Caminho seguro para a metafísica
§10. Mas, podemos confiar na razão se elas nos ludibria no ponto mais importante do desejo de saber? Haveria como encontrar o caminho seguro da  ciência?
§11. Para tal, à maneira da física e da matemática, se deveria alterar o método da metafísica para a possibilidade de um conhecimento a priori dos objetos. Como Copérnico fez, se na metafísica admitia-se que o nosso conhecimento se regulava pelos objetos, agora deve-se tentar fazer com que os objetos se regulem pelo nosso conhecimento, para que a razão saia do seu embaraço. Isso em dois níveis: que os objetos dos sentidos se guiem pela nossa intuição e que a experiência pela qual conheço os objetos se regule pelos conceitos que me permite representá-los. E só conheço a experiência, antes dos objetos porque as suas regras estão pressupostas em mim pelo meu entendimento. Portanto, penso objetos, mas só conheço a priori das coisas o que nelas ponho[2].
§12. A metafísica na via segura da ciência dá um resultado positivo: explica-se conceitos a priori, objetos que a eles se regulam e leis que fundamentam a natureza, porém nos ensina a não ultrapassar os limites da experiência. Se o incondicionado nos leva a querer transpor os limites da experiência, devemos procurá-lo não nas coisas enquanto fenômenos [que se regulam pelo nosso modo de representação], mas nas coisas na medida que não as conhecemos, como coisas em si[3]. Uma vez negada a razão especulativa, se verificará se é possível um conceito racional transcendente do incondicionado pelo nosso conhecimento a priori, mas só no que diz respeito à razão prática.
§13. A alteração do método da metafísica pela crítica da razão especulativa não só a delimita mas também descreve sua estrutura interna.
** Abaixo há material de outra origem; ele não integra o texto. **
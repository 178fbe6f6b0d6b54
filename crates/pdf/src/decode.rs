//! 内容流文本解码
//!
//! 回退引擎不依赖字体映射，直接遍历内容流里的文本操作符（Tj/TJ/'/"），
//! 按 UTF-16BE、UTF-8、Latin-1 的顺序尝试解码字符串。

use lopdf::content::Content;
use lopdf::{Object, StringFormat};

/// TJ 数组中超过此值的负向偏移视为词间空格（单位：千分之一字号）
const WORD_GAP: f32 = 200.0;

/// 从内容流中提取纯文本
pub fn extract_text_from_content(content_data: &[u8]) -> Result<String, String> {
    let content = Content::decode(content_data).map_err(|e| e.to_string())?;
    let mut text = String::new();

    for op in &content.operations {
        match op.operator.as_str() {
            "Tj" => {
                if let Some(Object::String(bytes, format)) = op.operands.first() {
                    text.push_str(&decode_pdf_string(bytes, *format));
                }
            }
            "'" => {
                new_line(&mut text);
                if let Some(Object::String(bytes, format)) = op.operands.first() {
                    text.push_str(&decode_pdf_string(bytes, *format));
                }
            }
            "\"" => {
                new_line(&mut text);
                if let Some(Object::String(bytes, format)) = op.operands.get(2) {
                    text.push_str(&decode_pdf_string(bytes, *format));
                }
            }
            "TJ" => {
                if let Some(Object::Array(items)) = op.operands.first() {
                    for item in items {
                        match item {
                            Object::String(bytes, format) => {
                                text.push_str(&decode_pdf_string(bytes, *format));
                            }
                            Object::Integer(n) if (*n as f32) < -WORD_GAP => text.push(' '),
                            Object::Real(n) if (*n as f32) < -WORD_GAP => text.push(' '),
                            _ => {}
                        }
                    }
                }
            }
            "Td" | "TD" => {
                let moves_line = op
                    .operands
                    .get(1)
                    .and_then(number)
                    .map(|ty| ty != 0.0)
                    .unwrap_or(false);
                if moves_line {
                    new_line(&mut text);
                }
            }
            "T*" | "ET" => new_line(&mut text),
            _ => {}
        }
    }

    let lines: Vec<&str> = text
        .lines()
        .map(str::trim)
        .filter(|line| !line.is_empty())
        .collect();
    Ok(lines.join("\n"))
}

fn new_line(text: &mut String) {
    if !text.is_empty() && !text.ends_with('\n') {
        text.push('\n');
    }
}

fn number(object: &Object) -> Option<f32> {
    match object {
        Object::Integer(i) => Some(*i as f32),
        Object::Real(r) => Some(*r as f32),
        _ => None,
    }
}

/// 解码 PDF 字符串
///
/// lopdf 已经处理了转义与十六进制，这里只负责字符编码。
pub fn decode_pdf_string(bytes: &[u8], format: StringFormat) -> String {
    if let Some(decoded) = decode_utf16_with_bom(bytes) {
        return decoded;
    }

    // 十六进制串常见于 CID 字体，先尝试 UTF-16BE
    if format == StringFormat::Hexadecimal && bytes.len() >= 2 && bytes.len() % 2 == 0 {
        if let Some(decoded) = decode_utf16(bytes) {
            if decoded
                .chars()
                .all(|c| !c.is_control() || matches!(c, '\n' | '\r' | '\t'))
            {
                return decoded;
            }
        }
    }

    if let Ok(decoded) = std::str::from_utf8(bytes) {
        return decoded.to_string();
    }

    // 回退到 Latin-1
    bytes
        .iter()
        .filter(|&&b| (32..127).contains(&b) || b >= 160)
        .map(|&b| b as char)
        .collect()
}

/// 解码信息字典中的文本字符串（带 BOM 的 UTF-16BE 或 PDFDocEncoding）
pub fn decode_text_string(bytes: &[u8]) -> String {
    if let Some(decoded) = decode_utf16_with_bom(bytes) {
        return decoded;
    }
    match std::str::from_utf8(bytes) {
        Ok(decoded) => decoded.to_string(),
        Err(_) => bytes.iter().map(|&b| b as char).collect(),
    }
}

fn decode_utf16_with_bom(bytes: &[u8]) -> Option<String> {
    bytes
        .strip_prefix(&[0xFE, 0xFF])
        .and_then(decode_utf16)
}

fn decode_utf16(bytes: &[u8]) -> Option<String> {
    if bytes.len() % 2 != 0 {
        return None;
    }
    let units: Vec<u16> = bytes
        .chunks_exact(2)
        .map(|pair| u16::from_be_bytes([pair[0], pair[1]]))
        .collect();
    String::from_utf16(&units).ok()
}
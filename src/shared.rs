//! 进程内共享的默认规则集
//!
//! 写入方复制当前规则集、修改副本后整体替换；读取方拿到 `Arc` 快照后即可释放锁，
//! 扫描期间不会看到中途修改。

use docmask_core::RuleSet;
use std::sync::{Arc, PoisonError, RwLock};

#[derive(Debug, Default)]
pub struct SharedRules {
    current: RwLock<Arc<RuleSet>>,
}

impl SharedRules {
    pub fn new(rules: RuleSet) -> Self {
        Self {
            current: RwLock::new(Arc::new(rules)),
        }
    }

    /// 当前规则集的快照
    pub fn snapshot(&self) -> Arc<RuleSet> {
        self.current
            .read()
            .unwrap_or_else(PoisonError::into_inner)
            .clone()
    }

    /// 在副本上修改并替换当前规则集
    pub fn update<R>(&self, f: impl FnOnce(&mut RuleSet) -> R) -> R {
        let mut current = self.current.write().unwrap_or_else(PoisonError::into_inner);
        let mut next = RuleSet::clone(&current);
        let out = f(&mut next);
        *current = Arc::new(next);
        out
    }

    pub fn enable_rule(&self, name: &str) -> bool {
        self.update(|rules| rules.enable_rule(name))
    }

    pub fn disable_rule(&self, name: &str) -> bool {
        self.update(|rules| rules.disable_rule(name))
    }

    pub fn set_enabled_rules<S: AsRef<str>>(&self, names: &[S]) -> docmask_core::Result<()> {
        self.update(|rules| rules.set_enabled_rules(names))
    }

    /// 请求级规则集：未指定时使用共享快照，指定时新建一份，不影响共享状态
    pub fn for_request<S: AsRef<str>>(
        &self,
        names: Option<&[S]>,
    ) -> docmask_core::Result<Arc<RuleSet>> {
        match names {
            None => Ok(self.snapshot()),
            Some(names) => RuleSet::from_names(Some(names)).map(Arc::new),
        }
    }
}

#[cfg(test)]
mod tests {
    use super::*;
    use docmask_core::EntityType;

    #[test]
    fn test_snapshot_is_stable_across_updates() {
        let shared = SharedRules::default();
        let before = shared.snapshot();

        assert!(shared.disable_rule("PHONE"));
        assert!(!shared.disable_rule("PHONE"));
        assert!(!shared.enable_rule("PASSPORT"));

        assert!(before.is_enabled(EntityType::Phone));
        assert!(!shared.snapshot().is_enabled(EntityType::Phone));
    }

    #[test]
    fn test_failed_update_keeps_rules() {
        let shared = SharedRules::new(RuleSet::none());
        assert!(shared.set_enabled_rules(&["EMAIL", "FAX"]).is_err());
        assert!(shared.snapshot().enabled_types().is_empty());

        shared.set_enabled_rules(&["EMAIL"]).unwrap();
        assert_eq!(shared.snapshot().enabled_types(), vec![EntityType::Email]);
    }

    #[test]
    fn test_request_rules_do_not_leak() {
        let shared = SharedRules::default();
        let custom = shared.for_request(Some(&["CASE_NUMBER"][..])).unwrap();
        assert_eq!(custom.enabled_types(), vec![EntityType::CaseNumber]);
        assert_eq!(*shared.snapshot(), RuleSet::all());

        let default = shared.for_request::<&str>(None).unwrap();
        assert_eq!(*default, RuleSet::all());
        assert!(shared.for_request(Some(&["nope"][..])).is_err());
    }

    #[test]
    fn test_concurrent_readers_and_writer() {
        let shared = Arc::new(SharedRules::default());
        let text = "电话13812345678";

        let readers: Vec<_> = (0..4)
            .map(|_| {
                let shared = Arc::clone(&shared);
                std::thread::spawn(move || {
                    for _ in 0..100 {
                        let found = shared.snapshot().match_text(text).len();
                        assert!(found <= 1);
                    }
                })
            })
            .collect();

        for i in 0..50 {
            if i % 2 == 0 {
                shared.disable_rule("PHONE");
            } else {
                shared.enable_rule("PHONE");
            }
        }

        for reader in readers {
            reader.join().unwrap();
        }
    }
}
Porque a razão escolhe os objetos para os pensar de diversos modos e também as formas como se lhe coloca os problemas. No conhecimento a priori o que está no objeto vem do sujeito, como razão pura há uma unidade, um corpo organizado da razão. E assim, a metafísica abrange totalmente o campo de seus conhecimentos, determinados pela própria crítica.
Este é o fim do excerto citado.